Она собиралась как в тумане. Она так долго ждала этого, что сейчас почти суеверно боялась почувствовать радость или облегчение. Упаковывая вещи, она поймала себя на том, что ходит между шкафом и кроватью на цыпочках, как будто бы от малейшего ее неверного шага эта хорошая новость могла исчезнуть. В ту же ночь она села на одиннадцатичасовой рейс из Сан-Франциско в Нью-Йорк, откуда собиралась рано утром вылететь в Вашингтон.
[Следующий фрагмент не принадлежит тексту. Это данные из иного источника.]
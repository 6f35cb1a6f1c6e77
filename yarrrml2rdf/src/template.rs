use std::collections::HashMap;
use std::sync::OnceLock;

use percent_encoding::{AsciiSet, NON_ALPHANUMERIC, utf8_percent_encode};
use regex::Regex;
use serde_json::{Map, Value};

/// Per-record map from `$(name)` reference text to the field's raw value.
pub(crate) type ReferenceMap<'a> = HashMap<String, &'a Value>;

/// Namespace under which nested file objects get a default IRI.
const FILE_NAMESPACE: &str = "http://example.org/";

/// Escape set for values embedded inside a larger template: everything but
/// ASCII alphanumerics, the unreserved marks and `/`.
const TEMPLATE_ESCAPES: &AsciiSet = &NON_ALPHANUMERIC
    .remove(b'-')
    .remove(b'_')
    .remove(b'.')
    .remove(b'~')
    .remove(b'/');

/// Matches one `$(...)` reference, non-greedily.
fn reference_pattern() -> &'static Regex {
    static PATTERN: OnceLock<Regex> = OnceLock::new();
    PATTERN.get_or_init(|| Regex::new(r"\$\(.*?\)").expect("valid regex"))
}

/// Outcome of resolving a template against one record.
#[derive(Debug, Clone, PartialEq, Eq)]
pub(crate) enum Resolved {
    /// The template contains no references and is passed through verbatim,
    /// without any encoding or decoding.
    Constant(String),
    /// At least one reference was substituted.
    Substituted(String),
    /// Every reference was missing or empty; the containing term (and any
    /// triple depending on it) must be dropped.
    Absent,
}

pub(crate) fn reference_map(fields: &Map<String, Value>) -> ReferenceMap<'_> {
    fields
        .iter()
        .map(|(name, value)| (format!("$({name})"), value))
        .collect()
}

/// Substitutes record values into `template`.
///
/// A reference whose value is missing or empty stays in the output as literal
/// `$(...)` text; only a template where nothing at all substituted resolves
/// to [`Resolved::Absent`]. A template that is exactly one reference takes
/// the value verbatim, so field values that already are well-formed IRIs
/// survive unmangled; anywhere else the value is percent-encoded before being
/// spliced in.
pub(crate) fn resolve(template: &str, references: &ReferenceMap) -> Resolved {
    let matches: Vec<&str> = reference_pattern()
        .find_iter(template)
        .map(|m| m.as_str())
        .collect();
    if matches.is_empty() {
        return Resolved::Constant(template.to_string());
    }

    let lone_reference = matches.len() == 1 && matches[0] == template;
    let mut substituted = template.to_string();
    let mut replaced_any = false;
    for reference in &matches {
        let Some(value) = references.get(*reference) else {
            continue;
        };
        if is_empty_value(value) {
            continue;
        }
        let replacement = match value {
            // A nested file object stands in for its default IRI, spliced in
            // verbatim so the IRI stays intact.
            Value::Object(file) => match file.get("filename").and_then(Value::as_str) {
                Some(filename) => format!("{FILE_NAMESPACE}{filename}"),
                None => continue,
            },
            value if lone_reference => value_text(value),
            value => encode(&value_text(value)),
        };
        substituted = substituted.replace(reference, &replacement);
        replaced_any = true;
    }

    if replaced_any {
        Resolved::Substituted(substituted)
    } else {
        Resolved::Absent
    }
}

pub(crate) fn percent_decode(text: &str) -> String {
    percent_encoding::percent_decode_str(text)
        .decode_utf8_lossy()
        .into_owned()
}

fn encode(text: &str) -> String {
    utf8_percent_encode(text, TEMPLATE_ESCAPES).to_string()
}

/// Scalars keep their JSON text; sequences stringify to compact JSON.
fn value_text(value: &Value) -> String {
    match value {
        Value::String(text) => text.clone(),
        other => other.to_string(),
    }
}

fn is_empty_value(value: &Value) -> bool {
    match value {
        Value::Null => true,
        Value::Bool(flag) => !flag,
        Value::Number(number) => number.as_f64() == Some(0.0),
        Value::String(text) => text.is_empty(),
        Value::Array(items) => items.is_empty(),
        Value::Object(entries) => entries.is_empty(),
    }
}
use itertools::iproduct;
use oxrdf::{Graph, TripleRef};
use serde::Deserialize;
use serde_json::Value;
use tracing::debug;

use crate::Error;
use crate::compile::RuleSet;
use crate::template;
use crate::term;

/// One input record: an identifier plus a field map.
///
/// Extra keys in the input are ignored; a record without fields is usable
/// and simply fails to substitute anything.
#[derive(Debug, Clone, Deserialize)]
pub struct Record {
    /// Stable identifier, used for diagnostics only.
    #[serde(default)]
    pub recordid: Option<Value>,
    #[serde(default)]
    pub fields: serde_json::Map<String, Value>,
}

/// Parses record input: either a JSON array of records, or an object whose
/// `records` key holds that array. Anything else, and an empty sequence, is
/// a fatal input error.
pub fn parse_records(input: &str) -> Result<Vec<Record>, Error> {
    let document: Value = serde_json::from_str(input)?;
    let records = match document {
        Value::Array(_) => document,
        Value::Object(mut object) => object.remove("records").unwrap_or(Value::Null),
        _ => Value::Null,
    };
    let records: Vec<Record> = match records {
        Value::Array(_) => serde_json::from_value(records)?,
        _ => {
            return Err(Error::RecordInput(
                "no record sequence found in input".to_string(),
            ));
        }
    };
    if records.is_empty() {
        return Err(Error::RecordInput("record sequence is empty".to_string()));
    }
    Ok(records)
}

impl RuleSet {
    /// Evaluates every rule against every record, inserting the resulting
    /// triples into `sink`. The sink's set semantics deduplicate triples
    /// derived more than once.
    pub fn transform(&self, records: &[Record], sink: &mut Graph) {
        for record in records {
            self.transform_record(record, sink);
        }
    }

    /// Evaluates every rule against one record. Failures are local: an
    /// unresolvable subject skips its entry, any other invalid term skips
    /// just that candidate triple.
    pub fn transform_record(&self, record: &Record, sink: &mut Graph) {
        if let Some(id) = &record.recordid {
            debug!(record = %id, "transforming record");
        }
        let references = template::reference_map(&record.fields);
        for entry in &self.entries {
            let Some(subject) = term::resolve_iri(&entry.subject, &references) else {
                debug!(entry = %entry.name, "subject did not resolve, skipping entry");
                continue;
            };
            for rule in &entry.rules {
                for (predicate, object) in iproduct!(&rule.predicates, &rule.objects) {
                    let Some(predicate) = term::resolve_iri(predicate, &references) else {
                        continue;
                    };
                    let Some(object) = term::resolve_object(object, &references) else {
                        continue;
                    };
                    sink.insert(TripleRef::new(
                        subject.as_ref(),
                        predicate.as_ref(),
                        object.as_ref(),
                    ));
                }
            }
        }
    }
}

#[cfg(test)]
mod tests {
    use super::*;

    #[test]
    fn array_and_records_key_forms_parse() {
        let records = parse_records(r#"[{"recordid": 1, "fields": {"id": 1}}]"#).unwrap();
        assert_eq!(records.len(), 1);

        let records =
            parse_records(r#"{"records": [{"fields": {"id": 1}}, {"fields": {}}]}"#).unwrap();
        assert_eq!(records.len(), 2);
        assert!(records[0].recordid.is_none());
    }

    #[rstest::rstest]
    #[case("[]")]
    #[case("{}")]
    #[case(r#"{"records": null}"#)]
    #[case("42")]
    fn unusable_record_input_is_fatal(#[case] input: &str) {
        assert!(matches!(parse_records(input), Err(Error::RecordInput(_))));
    }

    #[test]
    fn unparsable_record_input_is_fatal() {
        assert!(matches!(
            parse_records("{not json"),
            Err(Error::RecordSyntax(_))
        ));
    }
}
/// Weight applied to each subscore before summing.
#[derive(Debug, Clone, Copy)]
pub struct Weights {
    pub jurisdiction: f64,
    pub workload: f64,
    pub specialization: f64,
    pub performance: f64,
    pub experience: f64,
}

impl Weights {
    pub fn sum(&self) -> f64 {
        self.jurisdiction + self.workload + self.specialization + self.performance + self.experience
    }
}

pub const WEIGHTS: Weights = Weights {
    jurisdiction: 0.35,
    workload: 0.25,
    specialization: 0.20,
    performance: 0.15,
    experience: 0.05,
};

pub(crate) const JURISDICTION_CITY_MATCH: f64 = 100.0;
pub(crate) const JURISDICTION_PROVINCE_MATCH: f64 = 90.0;
pub(crate) const JURISDICTION_NATIONAL_COURT: f64 = 80.0;

pub(crate) const SPECIALIZATION_MATCH: f64 = 70.0;
pub(crate) const CERTIFICATIONS_COMPLETE: f64 = 30.0;
pub(crate) const CERTIFICATIONS_PARTIAL: f64 = 15.0;

pub(crate) const RESPONSE_FULL_SCORE_HOURS: f64 = 4.0;
pub(crate) const RESPONSE_ZERO_SCORE_HOURS: f64 = 24.0;

pub(crate) const PENALTY_WINDOW_DAYS: i64 = 7;
pub(crate) const PENALTY_BASE: f64 = 5.0;
pub(crate) const PENALTY_HIGH_REJECTION: f64 = 10.0;
pub(crate) const HIGH_REJECTION_RATIO: f64 = 0.30;

#[cfg(test)]
mod tests {
    use super::*;

    #[test]
    fn weights_sum_to_one() {
        assert!((WEIGHTS.sum() - 1.0).abs() < 1e-9);
    }
}
use std::collections::BTreeSet;

use chrono::{DateTime, Utc, Weekday};
use serde::{Deserialize, Serialize};

/// Identifier wrapper for intake cases.
#[derive(Debug, Clone, PartialEq, Eq, Hash, PartialOrd, Ord, Serialize, Deserialize)]
pub struct CaseId(pub String);

/// Identifier wrapper for lawyers in the directory.
#[derive(Debug, Clone, PartialEq, Eq, Hash, PartialOrd, Ord, Serialize, Deserialize)]
pub struct LawyerId(pub String);

impl std::fmt::Display for CaseId {
    fn fmt(&self, f: &mut std::fmt::Formatter<'_>) -> std::fmt::Result {
        f.write_str(&self.0)
    }
}

impl std::fmt::Display for LawyerId {
    fn fmt(&self, f: &mut std::fmt::Formatter<'_>) -> std::fmt::Result {
        f.write_str(&self.0)
    }
}

/// Claim categories produced by the intake pipeline.
#[derive(Debug, Clone, Copy, PartialEq, Eq, Hash, PartialOrd, Ord, Serialize, Deserialize)]
#[serde(rename_all = "snake_case")]
pub enum ClaimType {
    WrongfulDismissal,
    UnpaidWages,
    WorkplaceAccident,
    Harassment,
    Discrimination,
    UnregisteredEmployment,
    Other,
}

impl ClaimType {
    pub const fn label(self) -> &'static str {
        match self {
            ClaimType::WrongfulDismissal => "wrongful dismissal",
            ClaimType::UnpaidWages => "unpaid wages",
            ClaimType::WorkplaceAccident => "workplace accident",
            ClaimType::Harassment => "harassment",
            ClaimType::Discrimination => "discrimination",
            ClaimType::UnregisteredEmployment => "unregistered employment",
            ClaimType::Other => "other",
        }
    }
}

/// Court-system scope a case is filed under or a lawyer practices in.
#[derive(Debug, Clone, Copy, PartialEq, Eq, Hash, Serialize, Deserialize)]
#[serde(rename_all = "snake_case")]
pub enum CourtSystem {
    National,
    Federal,
    Provincial,
}

impl CourtSystem {
    /// National and federal courts hear cases regardless of province.
    pub const fn is_national(self) -> bool {
        matches!(self, CourtSystem::National | CourtSystem::Federal)
    }

    pub fn compatible_with(self, other: CourtSystem) -> bool {
        self.is_national() && self == other
    }
}

/// Where a case must be litigated.
#[derive(Debug, Clone, PartialEq, Eq, Serialize, Deserialize)]
pub struct Jurisdiction {
    pub province: String,
    #[serde(default)]
    pub city: Option<String>,
    #[serde(default)]
    pub court_system: Option<CourtSystem>,
}

impl Jurisdiction {
    pub fn describe(&self) -> String {
        match &self.city {
            Some(city) => format!("{}, {}", city, self.province),
            None => self.province.clone(),
        }
    }
}

#[derive(Debug, Clone, Copy, PartialEq, Eq, Serialize, Deserialize)]
#[serde(rename_all = "snake_case")]
pub enum ComplexityTier {
    Low,
    Medium,
    High,
    #[serde(other)]
    Unrecognized,
}

#[derive(Debug, Clone, Copy, PartialEq, Eq, Serialize, Deserialize)]
#[serde(rename_all = "snake_case")]
pub enum UrgencyTier {
    Low,
    Normal,
    High,
    Critical,
}

/// Lifecycle of a case once it reaches the assignment engine.
#[derive(Debug, Clone, Copy, PartialEq, Eq, Serialize, Deserialize)]
#[serde(rename_all = "snake_case")]
pub enum CaseStatus {
    Pending,
    Assigned,
    Accepted,
    /// Reassignment attempts ran out; a coordinator must pick a lawyer by hand.
    Escalated,
}

impl CaseStatus {
    pub const fn label(self) -> &'static str {
        match self {
            CaseStatus::Pending => "pending",
            CaseStatus::Assigned => "assigned",
            CaseStatus::Accepted => "accepted",
            CaseStatus::Escalated => "escalated",
        }
    }
}

/// Structured claim record handed over by the intake collaborator.
#[derive(Debug, Clone, PartialEq, Serialize, Deserialize)]
pub struct Case {
    pub id: CaseId,
    pub claim_type: ClaimType,
    pub jurisdiction: Jurisdiction,
    #[serde(default)]
    pub estimated_amount: f64,
    #[serde(default)]
    pub monthly_salary: Option<f64>,
    pub complexity: ComplexityTier,
    pub urgency: UrgencyTier,
    #[serde(default)]
    pub required_certifications: Vec<String>,
    pub created_at: DateTime<Utc>,
    #[serde(default = "pending_status")]
    pub status: CaseStatus,
    #[serde(default)]
    pub assigned_lawyer: Option<LawyerId>,
    #[serde(default)]
    pub assigned_at: Option<DateTime<Utc>>,
    #[serde(default)]
    pub reassignment_attempts: u32,
    #[serde(default)]
    pub rejected_by: BTreeSet<LawyerId>,
}

fn pending_status() -> CaseStatus {
    CaseStatus::Pending
}

impl Case {
    pub fn is_assigned_to(&self, lawyer_id: &LawyerId) -> bool {
        matches!(self.status, CaseStatus::Assigned | CaseStatus::Accepted)
            && self.assigned_lawyer.as_ref() == Some(lawyer_id)
    }

    pub(crate) fn assign(&mut self, lawyer_id: LawyerId, at: DateTime<Utc>) {
        self.status = CaseStatus::Assigned;
        self.assigned_lawyer = Some(lawyer_id);
        self.assigned_at = Some(at);
    }

    /// Clears the assignment after a rejection and bumps the attempt counter.
    pub(crate) fn release(&mut self, rejected_by: LawyerId) -> u32 {
        self.status = CaseStatus::Pending;
        self.assigned_lawyer = None;
        self.assigned_at = None;
        self.rejected_by.insert(rejected_by);
        self.reassignment_attempts += 1;
        self.reassignment_attempts
    }
}

/// One geographic or court-system scope a lawyer accepts cases from.
#[derive(Debug, Clone, PartialEq, Eq, Serialize, Deserialize)]
pub struct CoverageEntry {
    pub province: String,
    #[serde(default)]
    pub cities: Vec<String>,
    #[serde(default)]
    pub court_system: Option<CourtSystem>,
}

/// Counters tracked per lawyer across assignments.
#[derive(Debug, Clone, PartialEq, Default, Serialize, Deserialize)]
pub struct PerformanceRecord {
    pub assigned: u32,
    pub accepted: u32,
    pub rejected: u32,
    /// Percentage of assigned cases that ended successfully, 0-100.
    pub success_rate: f64,
    pub avg_response_hours: f64,
    #[serde(default)]
    pub last_rejection_at: Option<DateTime<Utc>>,
}

impl PerformanceRecord {
    /// Accepted over assigned as a percentage. Zero when nothing was assigned yet.
    pub fn acceptance_rate(&self) -> f64 {
        if self.assigned == 0 {
            return 0.0;
        }
        f64::from(self.accepted) / f64::from(self.assigned) * 100.0
    }

    pub fn rejection_ratio(&self) -> f64 {
        if self.assigned == 0 {
            return 0.0;
        }
        f64::from(self.rejected) / f64::from(self.assigned)
    }

    pub(crate) fn record_assignment(&mut self) {
        self.assigned = self.assigned.saturating_add(1);
    }

    pub(crate) fn record_acceptance(&mut self) {
        self.accepted = self.accepted.saturating_add(1);
    }

    pub(crate) fn record_rejection(&mut self, at: DateTime<Utc>) {
        self.rejected = self.rejected.saturating_add(1);
        self.last_rejection_at = Some(at);
    }
}

/// Inclusive time range where the lawyer takes no new work.
#[derive(Debug, Clone, Copy, PartialEq, Eq, Serialize, Deserialize)]
pub struct LeaveWindow {
    pub from: DateTime<Utc>,
    pub to: DateTime<Utc>,
}

impl LeaveWindow {
    pub fn contains(&self, at: DateTime<Utc>) -> bool {
        self.from <= at && at <= self.to
    }
}

/// Weekly office hours, hours are inclusive on both ends.
#[derive(Debug, Clone, PartialEq, Eq, Serialize, Deserialize)]
pub struct OfficeHours {
    pub days: Vec<Weekday>,
    pub start_hour: u32,
    pub end_hour: u32,
}

impl OfficeHours {
    pub fn covers(&self, weekday: Weekday, hour: u32) -> bool {
        self.days.contains(&weekday) && (self.start_hour..=self.end_hour).contains(&hour)
    }
}

/// Directory entry for a professional that can receive cases.
#[derive(Debug, Clone, PartialEq, Serialize, Deserialize)]
pub struct Lawyer {
    pub id: LawyerId,
    pub name: String,
    pub coverage: Vec<CoverageEntry>,
    pub specializations: BTreeSet<ClaimType>,
    #[serde(default)]
    pub certifications: BTreeSet<String>,
    pub active_cases: u32,
    pub max_capacity: u32,
    #[serde(default)]
    pub performance: PerformanceRecord,
    pub available: bool,
    #[serde(default)]
    pub leave: Option<LeaveWindow>,
    #[serde(default)]
    pub office_hours: Option<OfficeHours>,
    pub years_of_experience: u32,
}

impl Lawyer {
    pub fn has_capacity(&self) -> bool {
        self.active_cases < self.max_capacity
    }

    /// Active over capacity; a zero capacity reads as fully booked.
    pub fn occupancy(&self) -> f64 {
        if self.max_capacity == 0 {
            return 1.0;
        }
        f64::from(self.active_cases) / f64::from(self.max_capacity)
    }
}

/// Append-only audit trail entry kinds.
#[derive(Debug, Clone, Copy, PartialEq, Eq, Serialize, Deserialize)]
#[serde(rename_all = "snake_case")]
pub enum AssignmentEventKind {
    Assigned,
    Accepted,
    Rejected,
    ReassignmentExhausted,
}

#[derive(Debug, Clone, PartialEq, Serialize, Deserialize)]
pub struct AssignmentEvent {
    pub case_id: CaseId,
    pub lawyer_id: LawyerId,
    pub kind: AssignmentEventKind,
    pub at: DateTime<Utc>,
    #[serde(default)]
    pub metadata: std::collections::BTreeMap<String, String>,
}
Бренвен не была здесь всего лишь чуть больше года, но ей показалось, что она отсутствовала гораздо дольше, когда на взятом напрокат автомобиле помчалась на огромной скорости по дороге в Маклин, ища впереди взглядом знакомые ворота, через которые она въезжала в поместье Эллен. Помедленнее! — приказала она себе. Ее сердце стучало с той же скоростью, что и мотор ее автомобиля. Слева появились ворота, и она въехала на подъездную дорогу. Леса Эллен показались ей более густыми, чем она их запомнила, заросшими вечнозелеными кустарниками, и дорога более узкой. Она почувствовала клаустрофобию после бескрайних калифорнийских просторов, к которым так быстро привыкла. Она лишь мельком позволила себе глянуть на маленький дом для гостей, проезжая мимо него. Только сейчас она начала по-настоящему думать об Уилле. Ее сердце гулко билось. Мог ли он приехать раньше чем она? Или он был еще в госпитале в Германии? Или в пути, пролетая в данный момент над Атлантикой… на самолете, который может потерпеть крушение и утонуть в океане, так что ей никогда, никогда больше не придется увидеть его?

— Даже и не думай об этом! — прикрикнула она на себя.

Она поставила автомобиль на стоянке, но не стала выходить из него. Закрыв глаза, заставила себя сделать несколько медленных, глубоких вдохов и выдохов, молча молясь: «Боже и все мои друзья там, помогите Уиллу благополучно добраться домой!» Этими же словами она молилась много раз раньше, но сейчас она надеялась, что повторяет их в последний раз. После этого она перекинула через плечо свою большую дорожную сумку и кожаную сумочку и взяла в руки чемоданчик с одеждой. Коленом она захлопнула дверцу авто, а затем направилась по вымощенной камнем дорожке к входной двери.

Эллен в пушистом голубом халате и с голубой лентой в упрямых волосах сама открыла ей дверь.

— Привет, дорогуша! Ну ты и рано!

Она обняла ее, непрерывно болтая, ловко освободила Бренвен от груза и подтолкнула к столовой.

— Мы как раз заканчиваем завтракать. Давай присоединяйся к нам. Могу поспорить, что ты даже крошки в рот не взяла в самолете. И не спала, ведь так? У тебя глаза просто запали! Немного еды и сна приведут тебя в порядок. Посмотри, Джим, дорогой, вот и Бренвен.